### What you are asked to do
What is needed is a word-for-word copy of the records below.

════════════════════

//! Route guards. Pure decision functions over a session snapshot: no I/O, no
//! session mutation, and every branch ends in render, redirect or placeholder.

use serde::Serialize;
use tracing::debug;

use super::request_context::NavigationState;
use super::role::{home_path_for, normalize_role_opt, Role};
use super::session::SessionSnapshot;

pub const LOGIN_PATH: &str = "/login";
pub const ROOT_PATH: &str = "/";
/// Landing path for authenticated actors whose role has no registered home.
pub const AUTHENTICATED_LANDING: &str = "/dashboard";

/// Navigation state machine labels.
#[derive(Debug, Clone, Copy, PartialEq, Eq, Hash, Serialize)]
#[serde(rename_all = "SCREAMING_SNAKE_CASE")]
pub enum GateState {
    Hydrating,
    Authorized,
    UnauthenticatedRedirect,
    ForbiddenRedirect,
    PublicOverride,
    /// Unknown path sent back to the root by the router.
    FallbackRedirect,
}

#[derive(Debug, Clone, Copy, PartialEq, Eq, Serialize)]
#[serde(rename_all = "snake_case")]
pub enum Access {
    /// No guard on the route.
    Open,
    /// Public guard, anonymous actor.
    Anonymous,
    /// Public guard, authenticated actor with the override flag.
    Override,
    SuperAdminBypass,
    AnyAuthenticated,
    RoleAllowed,
}

#[derive(Debug, Clone, PartialEq, Eq, Serialize)]
#[serde(tag = "kind", rename_all = "snake_case")]
pub enum Decision {
    /// Session not yet hydrated: render nothing observable.
    Placeholder,
    Render { access: Access },
    /// `replace` means the current history entry is overwritten.
    Redirect { to: String, replace: bool, state: GateState },
}

impl Decision {
    fn redirect(to: &str, state: GateState) -> Self {
        Decision::Redirect { to: to.to_string(), replace: true, state }
    }

    pub fn state(&self) -> GateState {
        match self {
            Decision::Placeholder => GateState::Hydrating,
            Decision::Render { access: Access::Override } => GateState::PublicOverride,
            Decision::Render { .. } => GateState::Authorized,
            Decision::Redirect { state, .. } => *state,
        }
    }

    pub fn redirect_target(&self) -> Option<&str> {
        match self {
            Decision::Redirect { to, .. } => Some(to.as_str()),
            _ => None,
        }
    }

    pub fn renders(&self) -> bool { matches!(self, Decision::Render { .. }) }
}

/// Guard for views that need authentication, optionally restricted to `allowed`.
pub fn protected(session: &SessionSnapshot, allowed: &[Role]) -> Decision {
    if !session.has_hydrated {
        return Decision::Placeholder;
    }
    if !session.is_authenticated {
        return Decision::redirect(LOGIN_PATH, GateState::UnauthenticatedRedirect);
    }
    let token = normalize_role_opt(session.role_label());
    // Super-admin shortcut: bypasses every allow-list
    if token == Role::SuperAdmin.as_str() {
        return Decision::Render { access: Access::SuperAdminBypass };
    }
    if allowed.is_empty() {
        return Decision::Render { access: Access::AnyAuthenticated };
    }
    if allowed.iter().any(|r| r.as_str() == token) {
        return Decision::Render { access: Access::RoleAllowed };
    }
    let to = home_path_for(&token).unwrap_or(ROOT_PATH);
    debug!(target: "coursegate::guard", role = %token, to, "protected: role not allowed");
    Decision::redirect(to, GateState::ForbiddenRedirect)
}

/// Guard for views meant for anonymous actors (login, signup, password reset).
pub fn public(session: &SessionSnapshot, nav: &NavigationState) -> Decision {
    if !session.has_hydrated {
        return Decision::Placeholder;
    }
    if !session.is_authenticated {
        return Decision::Render { access: Access::Anonymous };
    }
    if nav.allow_when_logged_in {
        return Decision::Render { access: Access::Override };
    }
    let token = normalize_role_opt(session.role_label());
    let to = home_path_for(&token).unwrap_or(AUTHENTICATED_LANDING);
    debug!(target: "coursegate::guard", role = %token, to, "public: already authenticated");
    Decision::redirect(to, GateState::ForbiddenRedirect)
}

#[cfg(test)]
mod tests {
    use super::*;

    fn snap(hydrated: bool, authed: bool, role: Option<&str>) -> SessionSnapshot {
        SessionSnapshot {
            has_hydrated: hydrated,
            is_authenticated: authed,
            role: role.map(|r| r.to_string()),
            ..Default::default()
        }
    }

    fn redirect(to: &str, state: GateState) -> Decision {
        Decision::Redirect { to: to.into(), replace: true, state }
    }

    #[test]
    fn unhydrated_is_placeholder_everywhere() {
        for authed in [false, true] {
            for role in [None, Some("ADMIN"), Some("SUPERADMIN"), Some("junk")] {
                let s = snap(false, authed, role);
                assert_eq!(protected(&s, &[Role::Student]), Decision::Placeholder);
                assert_eq!(protected(&s, &[]), Decision::Placeholder);
                assert_eq!(public(&s, &NavigationState::default()), Decision::Placeholder);
                assert_eq!(public(&s, &NavigationState::allow_when_logged_in()), Decision::Placeholder);
            }
        }
        assert_eq!(Decision::Placeholder.state(), GateState::Hydrating);
    }

    #[test]
    fn anonymous_goes_to_login() {
        let d = protected(&snap(true, false, None), &[Role::Student]);
        assert_eq!(d, redirect("/login", GateState::UnauthenticatedRedirect));
    }

    #[test]
    fn superadmin_bypasses_allow_list() {
        let d = protected(&snap(true, true, Some("SUPERADMIN")), &[Role::Admin]);
        assert_eq!(d, Decision::Render { access: Access::SuperAdminBypass });
        let d = protected(&snap(true, true, Some(" superadmin ")), &[Role::Student]);
        assert!(d.renders());
    }

    #[test]
    fn super_admin_spelling_gets_no_bypass() {
        let d = protected(&snap(true, true, Some("Super-Admin")), &[Role::Admin]);
        assert_eq!(d, redirect("/", GateState::ForbiddenRedirect));
    }

    #[test]
    fn empty_allow_list_admits_any_authenticated() {
        let d = protected(&snap(true, true, Some("whatever")), &[]);
        assert_eq!(d, Decision::Render { access: Access::AnyAuthenticated });
    }

    #[test]
    fn allowed_role_renders_after_normalizing() {
        let d = protected(&snap(true, true, Some("instructor")), &[Role::Student, Role::Instructor]);
        assert_eq!(d, Decision::Render { access: Access::RoleAllowed });
        assert_eq!(d.state(), GateState::Authorized);
    }

    #[test]
    fn wrong_role_goes_home() {
        let d = protected(&snap(true, true, Some("STUDENT")), &[Role::Admin]);
        assert_eq!(d, redirect("/dashboard", GateState::ForbiddenRedirect));
        let d = protected(&snap(true, true, Some("admin")), &[Role::SuperAdmin]);
        assert_eq!(d.redirect_target(), Some("/admin"));
    }

    #[test]
    fn unrecognized_role_falls_back_to_root() {
        let d = protected(&snap(true, true, Some("janitor")), &[Role::Student]);
        assert_eq!(d.redirect_target(), Some("/"));
        let d = protected(&snap(true, true, None), &[Role::Student]);
        assert_eq!(d.redirect_target(), Some("/"));
    }

    #[test]
    fn public_guard_branches() {
        let nav = NavigationState::default();
        assert_eq!(public(&snap(true, false, None), &nav), Decision::Render { access: Access::Anonymous });
        assert_eq!(
            public(&snap(true, true, Some("INSTRUCTOR")), &nav),
            redirect("/instructor", GateState::ForbiddenRedirect)
        );
        assert_eq!(public(&snap(true, true, Some("??")), &nav).redirect_target(), Some("/dashboard"));

        let over = public(&snap(true, true, Some("INSTRUCTOR")), &NavigationState::allow_when_logged_in());
        assert_eq!(over, Decision::Render { access: Access::Override });
        assert_eq!(over.state(), GateState::PublicOverride);
    }
}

════════════════════

### Answer to this task
//! Route guards. Pure decision functions over a session snapshot: no I/O, no
//! session mutation, and every branch ends in render, redirect or placeholder.

use serde::Serialize;
use tracing::debug;

use super::request_context::NavigationState;
use super::role::{home_path_for, normalize_role_opt, Role};
use super::session::SessionSnapshot;

pub const LOGIN_PATH: &str = "/login";
pub const ROOT_PATH: &str = "/";
/// Landing path for authenticated actors whose role has no registered home.
pub const AUTHENTICATED_LANDING: &str = "/dashboard";

/// Navigation state machine labels.
#[derive(Debug, Clone, Copy, PartialEq, Eq, Hash, Serialize)]
#[serde(rename_all = "SCREAMING_SNAKE_CASE")]
pub enum GateState {
    Hydrating,
    Authorized,
    UnauthenticatedRedirect,
    ForbiddenRedirect,
    PublicOverride,
    /// Unknown path sent back to the root by the router.
    FallbackRedirect,
}

#[derive(Debug, Clone, Copy, PartialEq, Eq, Serialize)]
#[serde(rename_all = "snake_case")]
pub enum Access {
    /// No guard on the route.
    Open,
    /// Public guard, anonymous actor.
    Anonymous,
    /// Public guard, authenticated actor with the override flag.
    Override,
    SuperAdminBypass,
    AnyAuthenticated,
    RoleAllowed,
}

#[derive(Debug, Clone, PartialEq, Eq, Serialize)]
#[serde(tag = "kind", rename_all = "snake_case")]
pub enum Decision {
    /// Session not yet hydrated: render nothing observable.
    Placeholder,
    Render { access: Access },
    /// `replace` means the current history entry is overwritten.
    Redirect { to: String, replace: bool, state: GateState },
}

impl Decision {
    fn redirect(to: &str, state: GateState) -> Self {
        Decision::Redirect { to: to.to_string(), replace: true, state }
    }

    pub fn state(&self) -> GateState {
        match self {
            Decision::Placeholder => GateState::Hydrating,
            Decision::Render { access: Access::Override } => GateState::PublicOverride,
            Decision::Render { .. } => GateState::Authorized,
            Decision::Redirect { state, .. } => *state,
        }
    }

    pub fn redirect_target(&self) -> Option<&str> {
        match self {
            Decision::Redirect { to, .. } => Some(to.as_str()),
            _ => None,
        }
    }

    pub fn renders(&self) -> bool { matches!(self, Decision::Render { .. }) }
}

/// Guard for views that need authentication, optionally restricted to `allowed`.
pub fn protected(session: &SessionSnapshot, allowed: &[Role]) -> Decision {
    if !session.has_hydrated {
        return Decision::Placeholder;
    }
    if !session.is_authenticated {
        return Decision::redirect(LOGIN_PATH, GateState::UnauthenticatedRedirect);
    }
    let token = normalize_role_opt(session.role_label());
    // Super-admin shortcut: bypasses every allow-list
    if token == Role::SuperAdmin.as_str() {
        return Decision::Render { access: Access::SuperAdminBypass };
    }
    if allowed.is_empty() {
        return Decision::Render { access: Access::AnyAuthenticated };
    }
    if allowed.iter().any(|r| r.as_str() == token) {
        return Decision::Render { access: Access::RoleAllowed };
    }
    let to = home_path_for(&token).unwrap_or(ROOT_PATH);
    debug!(target: "coursegate::guard", role = %token, to, "protected: role not allowed");
    Decision::redirect(to, GateState::ForbiddenRedirect)
}

/// Guard for views meant for anonymous actors (login, signup, password reset).
pub fn public(session: &SessionSnapshot, nav: &NavigationState) -> Decision {
    if !session.has_hydrated {
        return Decision::Placeholder;
    }
    if !session.is_authenticated {
        return Decision::Render { access: Access::Anonymous };
    }
    if nav.allow_when_logged_in {
        return Decision::Render { access: Access::Override };
    }
    let token = normalize_role_opt(session.role_label());
    let to = home_path_for(&token).unwrap_or(AUTHENTICATED_LANDING);
    debug!(target: "coursegate::guard", role = %token, to, "public: already authenticated");
    Decision::redirect(to, GateState::ForbiddenRedirect)
}

#[cfg(test)]
mod tests {
    use super::*;

    fn snap(hydrated: bool, authed: bool, role: Option<&str>) -> SessionSnapshot {
        SessionSnapshot {
            has_hydrated: hydrated,
            is_authenticated: authed,
            role: role.map(|r| r.to_string()),
            ..Default::default()
        }
    }

    fn redirect(to: &str, state: GateState) -> Decision {
        Decision::Redirect { to: to.into(), replace: true, state }
    }

    #[test]
    fn unhydrated_is_placeholder_everywhere() {
        for authed in [false, true] {
            for role in [None, Some("ADMIN"), Some("SUPERADMIN"), Some("junk")] {
                let s = snap(false, authed, role);
                assert_eq!(protected(&s, &[Role::Student]), Decision::Placeholder);
                assert_eq!(protected(&s, &[]), Decision::Placeholder);
                assert_eq!(public(&s, &NavigationState::default()), Decision::Placeholder);
                assert_eq!(public(&s, &NavigationState::allow_when_logged_in()), Decision::Placeholder);
            }
        }
        assert_eq!(Decision::Placeholder.state(), GateState::Hydrating);
    }

    #[test]
    fn anonymous_goes_to_login() {
        let d = protected(&snap(true, false, None), &[Role::Student]);
        assert_eq!(d, redirect("/login", GateState::UnauthenticatedRedirect));
    }

    #[test]
    fn superadmin_bypasses_allow_list() {
        let d = protected(&snap(true, true, Some("SUPERADMIN")), &[Role::Admin]);
        assert_eq!(d, Decision::Render { access: Access::SuperAdminBypass });
        let d = protected(&snap(true, true, Some(" superadmin ")), &[Role::Student]);
        assert!(d.renders());
    }

    #[test]
    fn super_admin_spelling_gets_no_bypass() {
        let d = protected(&snap(true, true, Some("Super-Admin")), &[Role::Admin]);
        assert_eq!(d, redirect("/", GateState::ForbiddenRedirect));
    }

    #[test]
    fn empty_allow_list_admits_any_authenticated() {
        let d = protected(&snap(true, true, Some("whatever")), &[]);
        assert_eq!(d, Decision::Render { access: Access::AnyAuthenticated });
    }

    #[test]
    fn allowed_role_renders_after_normalizing() {
        let d = protected(&snap(true, true, Some("instructor")), &[Role::Student, Role::Instructor]);
        assert_eq!(d, Decision::Render { access: Access::RoleAllowed });
        assert_eq!(d.state(), GateState::Authorized);
    }

    #[test]
    fn wrong_role_goes_home() {
        let d = protected(&snap(true, true, Some("STUDENT")), &[Role::Admin]);
        assert_eq!(d, redirect("/dashboard", GateState::ForbiddenRedirect));
        let d = protected(&snap(true, true, Some("admin")), &[Role::SuperAdmin]);
        assert_eq!(d.redirect_target(), Some("/admin"));
    }

    #[test]
    fn unrecognized_role_falls_back_to_root() {
        let d = protected(&snap(true, true, Some("janitor")), &[Role::Student]);
        assert_eq!(d.redirect_target(), Some("/"));
        let d = protected(&snap(true, true, None), &[Role::Student]);
        assert_eq!(d.redirect_target(), Some("/"));
    }

    #[test]
    fn public_guard_branches() {
        let nav = NavigationState::default();
        assert_eq!(public(&snap(true, false, None), &nav), Decision::Render { access: Access::Anonymous });
        assert_eq!(
            public(&snap(true, true, Some("INSTRUCTOR")), &nav),
            redirect("/instructor", GateState::ForbiddenRedirect)
        );
        assert_eq!(public(&snap(true, true, Some("??")), &nav).redirect_target(), Some("/dashboard"));

        let over = public(&snap(true, true, Some("INSTRUCTOR")), &NavigationState::allow_when_logged_in());
        assert_eq!(over, Decision::Render { access: Access::Override });
        assert_eq!(over.state(), GateState::PublicOverride);
    }
}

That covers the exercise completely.